The Settlement Canyon Irrigation Company reported at about 7:50 a.m. on Friday, June 2, that the Settlement Canyon Reservoir had reached capacity and was starting to run over the spillway into the dry creek bed below.
“It’s over the spillway! As it gets into the creekbed below the dam, the ground seems to be absorbing a lot of the water along the way,” read the post on the irrigation company’s Facebook page.
The Settlement Canyon Reservoir holds 1.0 kilo-acre-feet of water when it is at capacity, after that the water starts to run over the spillway. The Utah Division of Water Resources reported that as of the end of June 1, 2023 the Settlement Canyon Reservoir was at 97.3% capacity. The 30-year-median for the same date was 80% and the 2022 level for the same date was 40%.
The Settlement Reservoir made a steep climb in May 2023. It rose from 38% capacity on May 1, 2023 to over 97% on June 1, 2023.
There may be more water to come. The National Resource Conservation Service reported that as of June 2, 2023 there was 10.1 inches of snow water equivalent at the monitoring site at Rocky Basin-Settlement Canyon.
The 30-year median for snow water equivalent at the Rocky Basin-Settlement Canyon monitoring site on June 2 is zero inches. In 2019, the last year that the Settlement Canyon Reservoir overflowed, the NRCS reported 24.8 inches of snow water equivalent at the Rocky Basin-Settlement Canyon site on June 2.
Although the reservoir is spilling over, that doesn’t mean there will be flooding, according to Tooele City and County officials.

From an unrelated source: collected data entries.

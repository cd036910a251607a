use std::path::PathBuf;
use std::sync::Arc;
use std::time::Duration;

use anyhow::Result;
use clap::Parser;
use tracing_subscriber::EnvFilter;

use jol_player::events::PlayerEvent;
use jol_player::media::{Listener, MediaHandle, PlaybackControl};
use jol_player::player::{JolPlayer, Surface};
use jol_player::scheduler::TokioScheduler;
use jol_player::{AvailabilityState, Language, PlayerConfig};

#[derive(Debug, Parser)]
#[command(name = "jol-player", about = "JoL 视频播放器容器演示")]
struct Cli {
    /// TOML 配置文件
    #[arg(long)]
    config: Option<PathBuf>,
    /// 视频地址
    #[arg(long)]
    src: Option<String>,
    /// 控制栏语言（zh / en）
    #[arg(long)]
    lang: Option<String>,
    /// 模拟视频始终无法开始加载
    #[arg(long)]
    missing: bool,
}

#[tokio::main]
async fn main() -> Result<()> {
    tracing_subscriber::fmt()
        .with_env_filter(
            EnvFilter::try_from_default_env().unwrap_or_else(|_| EnvFilter::new("info")),
        )
        .init();

    let cli = Cli::parse();
    let mut config = match cli.config {
        Some(ref path) => PlayerConfig::from_file(path)?,
        None => PlayerConfig::default(),
    };
    if let Some(src) = cli.src {
        config.video_src = src;
    }
    if let Some(lang) = cli.lang {
        config.language = Language::from(lang);
    }
    let grace_period = config.grace_period();

    // 初始化播放器
    let mut player = JolPlayer::new(config);
    let video = player.video();

    let (tx, rx) = crossbeam_channel::unbounded::<AvailabilityState>();
    player.set_callback(move |state| {
        let _ = tx.send(state);
    });

    // 设置事件监听器
    let logger: Listener = Arc::new(|event: PlayerEvent| match event {
        PlayerEvent::LoadStart => tracing::info!("[@LoadStart] 开始加载视频..."),
        PlayerEvent::Waiting => tracing::info!("[@Waiting] 缓冲中..."),
        PlayerEvent::Playing => tracing::info!("[@Playing] 正在播放"),
        PlayerEvent::Play => tracing::info!("[@Play] 播放开始"),
        PlayerEvent::RateChange => tracing::info!("[@RateChange] 倍速变化"),
        other => tracing::debug!("[@{other}]"),
    });
    let listener_ids: Vec<_> = PlayerEvent::ALL
        .into_iter()
        .map(|event| video.add_event_listener(event, logger.clone()))
        .collect();

    let scheduler = TokioScheduler::current()?;
    player.mount(&scheduler)?;

    if !cli.missing {
        tokio::time::sleep(Duration::from_millis(500)).await;
        video.load();
        video.play();
        video.dispatch(PlayerEvent::Waiting);
        tokio::time::sleep(Duration::from_millis(800)).await;
        video.dispatch(PlayerEvent::Playing);

        let controller = player.controller_mut();
        controller.set_playback_rate(video.as_ref(), 1.5)?;
        controller.toggle_lights();
        let shot = controller.screenshot(video.as_ref());
        tracing::info!("截图: {}", shot.tip);
    }

    tokio::time::sleep(grace_period + Duration::from_millis(200)).await;

    for state in rx.try_iter() {
        tracing::info!(
            usable = state.usable,
            buffering = state.buffering,
            "可用性状态变化"
        );
    }

    let view = player.view();
    match view.surface {
        Surface::Video => tracing::info!("视频可用"),
        Surface::NotFound(tip) => tracing::warn!("{tip}"),
    }
    tracing::info!(
        loading = view.loading,
        light_off = view.light_off,
        "控制栏: {} / {} / {}",
        view.labels.multiple,
        view.labels.picture_in_picture,
        view.labels.replay
    );

    player.unmount();
    for id in listener_ids {
        video.remove_event_listener(id);
    }

    tracing::info!("演示完成！");
    Ok(())
}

When Settlement Canyon Reservoir reaches capacity and overflows, the water runs into a pipe that carries the water under state Route 36 and 700 South and eventually towards the Tooele Army Depot.
Usually flood waters are contained under the road, but if it does overflow, water may run down the street [700 South], according to Bucky Whitehouse, Tooele County Emergency Management director.
When measuring large volumes of water, the unit of an acre-foot of water is used, which is enough water to cover one acre of land at a depth of one foot. Larger volumes of water are reported as KAF — kilo-acre-feet — which is equal to 1,000 acre-feet or 325,851,429 gallons.
Using the Olympic Sized Swimming Pool unit of volume, a KAF would fill 493.7 OSSP, with one standard Olympic size swimming pool holding approximately 660,000 gallons.
The Settlement Canyon Reservoir, with a capacity of 1.0 KAF of water, holds enough water to fill 493.7 Olympic size swimming pools or approximately 325,851,429 gallons.
Grantsville Reservoir is also full, according to the Division of Water Resources, which reported on June 1, 2023, that the reservoir reached 100.1% of its capacity. The 30-year-median for the Grantsville Reservoir on the same date is 90.1% and the 2022 level for the same date was 71.5%.
The Grantsville Reservoir holds 3.3 KAF of water when it is at capacity
The National Resource Conservation Service reported that as of June 2, 2023 there was no snow left at the monitoring site at the Mining Fork monitoring site located in South Willow Fork.
The water that was detoured through Grantsville City towards the Clark Historic Farm in early May 2023 was from Magpie and Baker Canyons that are north of the Grantsville Reservoir. The runoff from these canyons do not flow into the Grantsville reservoir.
In May 2017, the Transcript Bulletin wrote about the impending overflowing of the Grantsville Reservoir. The watermaster for the Grantsville Irrigation Company at the time reported that when the reservoir overflows, the water can be turned out through a ditch onto the Tooele Army Depot into a pond.